Technology Governance, Risk, and Compliance Consultant (Manager)

We invite highly motivated and dynamic individuals to join our Digital Trust & Cyber team at KPMG. As Manager of Technology Governance, Risk, and Compliance, your responsibilities will include overseeing the development and implementation of governance frameworks, managing risk assessments and mitigation strategies, ensuring compliance with regulatory requirements, and collaborating with cross-functional teams to enhance the organization's technology processes. You will also provide guidance and support in internal audits and develop policies to safeguard information assets.

What you will do:

• Governance Framework Development: Assist in the creation and maintenance of policies, procedures, and standards that ensure effective technology governance across the organization
• Maturity Assessment: Utilize COBIT's defined maturity models to evaluate the maturity level of IT processes, thereby determining the degree to which these processes are established and consistently executed within the organization
• Risk Assessment Framework: Align the risk assessment framework with relevant regulatory requirements and governance standards to ensure comprehensive risk management
• Risk Assessment and Management: Determine potential risks related to technology, including hardware, software, networks, data, physical environment, and personnel
• Third-party Risk Management: Conduct an evaluation of the third party's risk profile, including their security measures, and adherence to regulatory requirements
• Compliance Management: Ensure that the organization adheres to relevant regulatory and compliance standards, such as data protection laws and industry-specific regulations
• Audit Support: assessing the security of the systems, the reliability and accuracy of the data, and the overall efficiency of IT operations
• Education and Training: Conduct training sessions and workshops to raise awareness and understanding of governance, risk, and compliance framework
• Reporting: Prepare detailed reports and presentations for senior management and stakeholders, detailing risk assessments, compliance status, and governance initiatives.

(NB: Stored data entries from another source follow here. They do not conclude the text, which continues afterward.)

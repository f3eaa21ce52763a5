//! Placement of new tasks into the stage list
//!
//! Given stages `S0..Sn`, a new task goes through:
//!
//! 1. Merge against every pending task
//! 2. Removal of every pending task it supersedes
//! 3. Bounds: after the last stage holding a task that must precede it, before
//!    the first stage holding a task that must follow it
//! 4. Placement into the last compatible stage inside the bounds, or a new
//!    stage at the lower bound
//! 5. Compaction of emptied stages
//!
//! Nothing is modified when the bounds contradict each other.

use crate::error::ResolveError;
use crate::stage::{compatible, Scheduled, Stage};
use crate::task::{Merge, Task};
use tracing::{debug, warn};

/// Where the new task ended up
#[derive(Debug, Clone, Copy, PartialEq, Eq)]
pub enum Placement {
    /// Appended to the existing stage at this index
    Joined(usize),
    /// Inserted as a new stage at this index
    NewStage(usize),
    /// Its work was already queued, nothing inserted
    Absorbed,
}

impl Placement {
    pub fn stage(self) -> Option<usize> {
        match self {
            Placement::Joined(i) | Placement::NewStage(i) => Some(i),
            Placement::Absorbed => None,
        }
    }
}

/// Result of one resolution
#[derive(Debug)]
pub struct Resolution<T> {
    pub placement: Placement,
    /// Pending tasks removed because the new task supersedes them
    pub removed: Vec<T>,
}

/// `existing` must finish before `new` starts
fn must_precede(existing: &dyn Task, new: &dyn Task) -> bool {
    new.invalid_before().contains(existing.kind()) || existing.invalid_after().contains(new.kind())
}

/// `existing` must not start before `new` finished
fn must_follow(existing: &dyn Task, new: &dyn Task) -> bool {
    new.invalid_after().contains(existing.kind()) || existing.invalid_before().contains(new.kind())
}

fn survivors<'a, T: Scheduled>(
    stage: &'a Stage<T>,
    doomed: &'a [bool],
) -> impl Iterator<Item = &'a dyn Task> + 'a {
    stage
        .tasks()
        .iter()
        .zip(doomed)
        .filter(|(_, doomed)| !**doomed)
        .map(|(t, _)| t.task())
}

/// Place `new_task` into `stages`
///
/// `stages` holds only pending work; tasks that already started never take
/// part in merging or removal. `wrap` turns the (possibly merged) task into
/// the stage entry type once placement is certain.
pub fn resolve_conflicts<T: Scheduled>(
    stages: &mut Vec<Stage<T>>,
    new_task: Box<dyn Task>,
    wrap: impl FnOnce(Box<dyn Task>) -> T,
) -> Result<Resolution<T>, ResolveError> {
    let mut candidate = new_task;

    let pending = stages
        .iter()
        .flat_map(|s| s.tasks().iter().map(Scheduled::task));
    for other in pending {
        match candidate.try_merge(other) {
            Merge::Unchanged => {}
            Merge::Replace(merged) => {
                debug!(
                    from = %candidate.describe(),
                    to = %merged.describe(),
                    "Merged task with queued {}",
                    other.describe()
                );
                candidate = merged;
            }
            Merge::Redundant => {
                debug!(
                    task = %candidate.describe(),
                    "Task absorbed by queued {}",
                    other.describe()
                );
                return Ok(Resolution {
                    placement: Placement::Absorbed,
                    removed: Vec::new(),
                });
            }
        }
    }

    let doomed: Vec<Vec<bool>> = stages
        .iter()
        .map(|s| s.tasks().iter().map(|t| candidate.supersedes(t.task())).collect())
        .collect();

    let lower = stages
        .iter()
        .zip(&doomed)
        .rposition(|(s, d)| survivors(s, d).any(|t| must_precede(t, candidate.as_ref())))
        .map_or(0, |i| i + 1);
    let upper = stages
        .iter()
        .zip(&doomed)
        .position(|(s, d)| survivors(s, d).any(|t| must_follow(t, candidate.as_ref())))
        .unwrap_or(stages.len());

    if lower > upper {
        warn!(
            task = %candidate.describe(),
            lower,
            upper,
            "Contradictory ordering constraints"
        );
        return Err(ResolveError::Unsatisfiable {
            kind: candidate.kind(),
            lower,
            upper,
        });
    }

    let target = (lower..upper).rev().find(|&i| {
        let mut members = survivors(&stages[i], &doomed[i]).peekable();
        members.peek().is_some() && members.all(|t| compatible(t, candidate.as_ref()))
    });

    // Validation done, start mutating
    let mut removed = Vec::new();
    for (stage, mask) in stages.iter_mut().zip(&doomed) {
        removed.extend(stage.extract(mask));
    }

    let compacted_index = |stages: &[Stage<T>], i: usize| {
        stages[..i].iter().filter(|s| !s.is_empty()).count()
    };

    let placement = match target {
        Some(i) => {
            let index = compacted_index(&stages[..], i);
            stages.retain(|s| !s.is_empty());
            stages[index].push(wrap(candidate));
            Placement::Joined(index)
        }
        None => {
            let index = compacted_index(&stages[..], lower);
            stages.retain(|s| !s.is_empty());
            stages.insert(index, Stage::single(wrap(candidate)));
            Placement::NewStage(index)
        }
    };

    Ok(Resolution { placement, removed })
}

Desired skills & experience

• A bachelor's degree in information technology, Computer Science, Information System or a related field from a reputable university, with a minimum GPA of 3.0 (on a 4.0 scale)
• Certified Information Systems Auditor (CISA), Certified in Risk and Information Systems Control (CRISC), Certified in the Governance of Enterprise IT (CGEIT), Certified Information Security Manager (CISM): or equivalent credentials highly desirable.
• A minimum 6 years of relevant experience, preferably within consulting firms.
• Expertise in ICFoR/SOX compliance, risk management, regulatory framework, and governance models
• Having IT audit experience based on PBI No. 23/6/PBI/2021 (PJP), PBI No. 2 of 2024 and PADG No. 24 of 2024 (KKS), POJK No. 21 (LDBU), POJK No.11/POJK.03/2022 (PTI).
• Strong verbal and written communication skills in both English and Indonesian, with the ability to convey complex information clearly and effectively
• Proficiency in developing high quality materials and deliverables, such as PowerPoint presentations, Excel models, and written reports with attention to details
• Demonstrated ability to manage multiple projects, tasks, and deadlines in a fast-paced, dynamic environment, with strong interpersonal skills to collaborate effectively.

Only shortlisted candidates will be contacted by KPMG Siddharta Advisory Recruitment team. All applicants information and personal data will be treated as strictly confidential and used for recruitment purposes only.